(Collected data entries)
------------------------------------------------------------
/*++

Licensed under the Apache-2.0 license.

File Name:

   source.rs

Abstract:

    Byte-range access to boot storage and the image loader.

--*/

use crate::parser::{cross_check_layout, read_header, validate_header};
use boot0_error::{BootError, BootResult};
use boot0_image_types::{LayoutCarrier, IMAGE_DESCRIPTOR_BYTE_SIZE};

/// Storage holding candidate images.
pub trait ImageSource {
    /// Number of readable bytes.
    fn len(&self) -> u32;

    fn is_empty(&self) -> bool {
        self.len() == 0
    }

    /// Fill `buf` from `offset`. Reads past the end fail.
    fn read(&mut self, offset: u32, buf: &mut [u8]) -> BootResult<()>;
}

/// Image source backed by memory.
#[derive(Debug, Copy, Clone)]
pub struct SliceSource<'a> {
    data: &'a [u8],
}

impl<'a> SliceSource<'a> {
    pub fn new(data: &'a [u8]) -> Self {
        Self { data }
    }
}

impl ImageSource for SliceSource<'_> {
    fn len(&self) -> u32 {
        u32::try_from(self.data.len()).unwrap_or(u32::MAX)
    }

    fn read(&mut self, offset: u32, buf: &mut [u8]) -> BootResult<()> {
        let start = offset as usize;
        let src = start
            .checked_add(buf.len())
            .and_then(|end| self.data.get(start..end))
            .ok_or(BootError::FORMAT_ERR_IMAGE_SOURCE_READ)?;
        buf.copy_from_slice(src);
        Ok(())
    }
}

/// Read the image at `carrier.base` into `buf`.
///
/// The declared length is taken from the header and checked against the
/// carrier before the remainder of the image is read.
///
/// # Returns
///
/// * `&[u8]` - The loaded image, exactly the declared length
pub fn load_image<'b, S: ImageSource + ?Sized>(
    source: &mut S,
    carrier: &LayoutCarrier,
    buf: &'b mut [u8],
) -> BootResult<&'b [u8]> {
    let head = buf
        .get_mut(..IMAGE_DESCRIPTOR_BYTE_SIZE)
        .ok_or(BootError::FORMAT_ERR_IMAGE_BUFFER_TOO_SMALL)?;
    source.read(carrier.base, head)?;

    let header = read_header(head)?;
    validate_header(header)?;
    let total = header.total_len();
    cross_check_layout(total, carrier)?;

    let image = buf
        .get_mut(..total as usize)
        .ok_or(BootError::FORMAT_ERR_IMAGE_BUFFER_TOO_SMALL)?;
    let rest_offset = carrier
        .base
        .checked_add(IMAGE_DESCRIPTOR_BYTE_SIZE as u32)
        .ok_or(BootError::FORMAT_ERR_LAYOUT_CARRIER_OVERFLOW)?;
    source.read(rest_offset, &mut image[IMAGE_DESCRIPTOR_BYTE_SIZE..])?;

    log::debug!("loaded 0x{:x} bytes from 0x{:x}", total, carrier.base);
    Ok(image)
}

#[cfg(test)]
mod tests {
    use super::*;
    use boot0_image_gen::{ImageGenerator, ImageGeneratorConfig, StaticSigner};

    fn image() -> Vec<u8> {
        ImageGenerator::new(StaticSigner::default())
            .generate(&ImageGeneratorConfig::with_payload(vec![7; 0x30]))
            .unwrap()
            .bytes
    }

    #[test]
    fn test_slice_source_bounds() {
        let data = [1u8, 2, 3, 4];
        let mut source = SliceSource::new(&data);
        let mut buf = [0u8; 2];
        source.read(2, &mut buf).unwrap();
        assert_eq!(buf, [3, 4]);
        assert_eq!(
            source.read(3, &mut buf),
            Err(BootError::FORMAT_ERR_IMAGE_SOURCE_READ)
        );
        assert_eq!(
            source.read(u32::MAX, &mut buf),
            Err(BootError::FORMAT_ERR_IMAGE_SOURCE_READ)
        );
    }

    #[test]
    fn test_load_at_offset() {
        let image = image();
        let mut storage = vec![0xffu8; 0x200];
        storage.extend_from_slice(&image);
        storage.extend_from_slice(&[0xff; 0x40]);

        let carrier = LayoutCarrier {
            base: 0x200,
            loaded_len: image.len() as u32,
            limit: storage.len() as u32,
        };
        let mut buf = vec![0u8; 0x4000];
        let loaded = load_image(&mut SliceSource::new(&storage), &carrier, &mut buf).unwrap();
        assert_eq!(loaded, &image[..]);
    }

    #[test]
    fn test_load_buffer_too_small() {
        let image = image();
        let mut buf = vec![0u8; image.len() - 1];
        assert_eq!(
            load_image(
                &mut SliceSource::new(&image),
                &LayoutCarrier::default(),
                &mut buf
            ),
            Err(BootError::FORMAT_ERR_IMAGE_BUFFER_TOO_SMALL)
        );

        let mut buf = [0u8; 0x10];
        assert_eq!(
            load_image(
                &mut SliceSource::new(&image),
                &LayoutCarrier::default(),
                &mut buf
            ),
            Err(BootError::FORMAT_ERR_IMAGE_BUFFER_TOO_SMALL)
        );
    }

    #[test]
    fn test_load_exceeds_carrier() {
        let image = image();
        let carrier = LayoutCarrier::exact(image.len() as u32 - 4);
        let mut buf = vec![0u8; 0x4000];
        assert_eq!(
            load_image(&mut SliceSource::new(&image), &carrier, &mut buf),
            Err(BootError::FORMAT_ERR_LAYOUT_CARRIER_OVERFLOW)
        );
    }

    #[test]
    fn test_load_bad_header() {
        let mut image = image();
        image[0x30] = 0;
        let mut buf = vec![0u8; 0x4000];
        assert_eq!(
            load_image(
                &mut SliceSource::new(&image),
                &LayoutCarrier::default(),
                &mut buf
            ),
            Err(BootError::FORMAT_ERR_HEADER_TAG_BLOCK_MISMATCH)
        );
    }
}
------------------------------------------------------------
Print out every record, character for character.

◆ TASK OUTPUT:
/*++

Licensed under the Apache-2.0 license.

File Name:

   source.rs

Abstract:

    Byte-range access to boot storage and the image loader.

--*/

use crate::parser::{cross_check_layout, read_header, validate_header};
use boot0_error::{BootError, BootResult};
use boot0_image_types::{LayoutCarrier, IMAGE_DESCRIPTOR_BYTE_SIZE};

/// Storage holding candidate images.
pub trait ImageSource {
    /// Number of readable bytes.
    fn len(&self) -> u32;

    fn is_empty(&self) -> bool {
        self.len() == 0
    }

    /// Fill `buf` from `offset`. Reads past the end fail.
    fn read(&mut self, offset: u32, buf: &mut [u8]) -> BootResult<()>;
}

/// Image source backed by memory.
#[derive(Debug, Copy, Clone)]
pub struct SliceSource<'a> {
    data: &'a [u8],
}

impl<'a> SliceSource<'a> {
    pub fn new(data: &'a [u8]) -> Self {
        Self { data }
    }
}

impl ImageSource for SliceSource<'_> {
    fn len(&self) -> u32 {
        u32::try_from(self.data.len()).unwrap_or(u32::MAX)
    }

    fn read(&mut self, offset: u32, buf: &mut [u8]) -> BootResult<()> {
        let start = offset as usize;
        let src = start
            .checked_add(buf.len())
            .and_then(|end| self.data.get(start..end))
            .ok_or(BootError::FORMAT_ERR_IMAGE_SOURCE_READ)?;
        buf.copy_from_slice(src);
        Ok(())
    }
}

/// Read the image at `carrier.base` into `buf`.
///
/// The declared length is taken from the header and checked against the
/// carrier before the remainder of the image is read.
///
/// # Returns
///
/// * `&[u8]` - The loaded image, exactly the declared length
pub fn load_image<'b, S: ImageSource + ?Sized>(
    source: &mut S,
    carrier: &LayoutCarrier,
    buf: &'b mut [u8],
) -> BootResult<&'b [u8]> {
    let head = buf
        .get_mut(..IMAGE_DESCRIPTOR_BYTE_SIZE)
        .ok_or(BootError::FORMAT_ERR_IMAGE_BUFFER_TOO_SMALL)?;
    source.read(carrier.base, head)?;

    let header = read_header(head)?;
    validate_header(header)?;
    let total = header.total_len();
    cross_check_layout(total, carrier)?;

    let image = buf
        .get_mut(..total as usize)
        .ok_or(BootError::FORMAT_ERR_IMAGE_BUFFER_TOO_SMALL)?;
    let rest_offset = carrier
        .base
        .checked_add(IMAGE_DESCRIPTOR_BYTE_SIZE as u32)
        .ok_or(BootError::FORMAT_ERR_LAYOUT_CARRIER_OVERFLOW)?;
    source.read(rest_offset, &mut image[IMAGE_DESCRIPTOR_BYTE_SIZE..])?;

    log::debug!("loaded 0x{:x} bytes from 0x{:x}", total, carrier.base);
    Ok(image)
}

#[cfg(test)]
mod tests {
    use super::*;
    use boot0_image_gen::{ImageGenerator, ImageGeneratorConfig, StaticSigner};

    fn image() -> Vec<u8> {
        ImageGenerator::new(StaticSigner::default())
            .generate(&ImageGeneratorConfig::with_payload(vec![7; 0x30]))
            .unwrap()
            .bytes
    }

    #[test]
    fn test_slice_source_bounds() {
        let data = [1u8, 2, 3, 4];
        let mut source = SliceSource::new(&data);
        let mut buf = [0u8; 2];
        source.read(2, &mut buf).unwrap();
        assert_eq!(buf, [3, 4]);
        assert_eq!(
            source.read(3, &mut buf),
            Err(BootError::FORMAT_ERR_IMAGE_SOURCE_READ)
        );
        assert_eq!(
            source.read(u32::MAX, &mut buf),
            Err(BootError::FORMAT_ERR_IMAGE_SOURCE_READ)
        );
    }

    #[test]
    fn test_load_at_offset() {
        let image = image();
        let mut storage = vec![0xffu8; 0x200];
        storage.extend_from_slice(&image);
        storage.extend_from_slice(&[0xff; 0x40]);

        let carrier = LayoutCarrier {
            base: 0x200,
            loaded_len: image.len() as u32,
            limit: storage.len() as u32,
        };
        let mut buf = vec![0u8; 0x4000];
        let loaded = load_image(&mut SliceSource::new(&storage), &carrier, &mut buf).unwrap();
        assert_eq!(loaded, &image[..]);
    }

    #[test]
    fn test_load_buffer_too_small() {
        let image = image();
        let mut buf = vec![0u8; image.len() - 1];
        assert_eq!(
            load_image(
                &mut SliceSource::new(&image),
                &LayoutCarrier::default(),
                &mut buf
            ),
            Err(BootError::FORMAT_ERR_IMAGE_BUFFER_TOO_SMALL)
        );

        let mut buf = [0u8; 0x10];
        assert_eq!(
            load_image(
                &mut SliceSource::new(&image),
                &LayoutCarrier::default(),
                &mut buf
            ),
            Err(BootError::FORMAT_ERR_IMAGE_BUFFER_TOO_SMALL)
        );
    }

    #[test]
    fn test_load_exceeds_carrier() {
        let image = image();
        let carrier = LayoutCarrier::exact(image.len() as u32 - 4);
        let mut buf = vec![0u8; 0x4000];
        assert_eq!(
            load_image(&mut SliceSource::new(&image), &carrier, &mut buf),
            Err(BootError::FORMAT_ERR_LAYOUT_CARRIER_OVERFLOW)
        );
    }

    #[test]
    fn test_load_bad_header() {
        let mut image = image();
        image[0x30] = 0;
        let mut buf = vec![0u8; 0x4000];
        assert_eq!(
            load_image(
                &mut SliceSource::new(&image),
                &LayoutCarrier::default(),
                &mut buf
            ),
            Err(BootError::FORMAT_ERR_HEADER_TAG_BLOCK_MISMATCH)
        );
    }
}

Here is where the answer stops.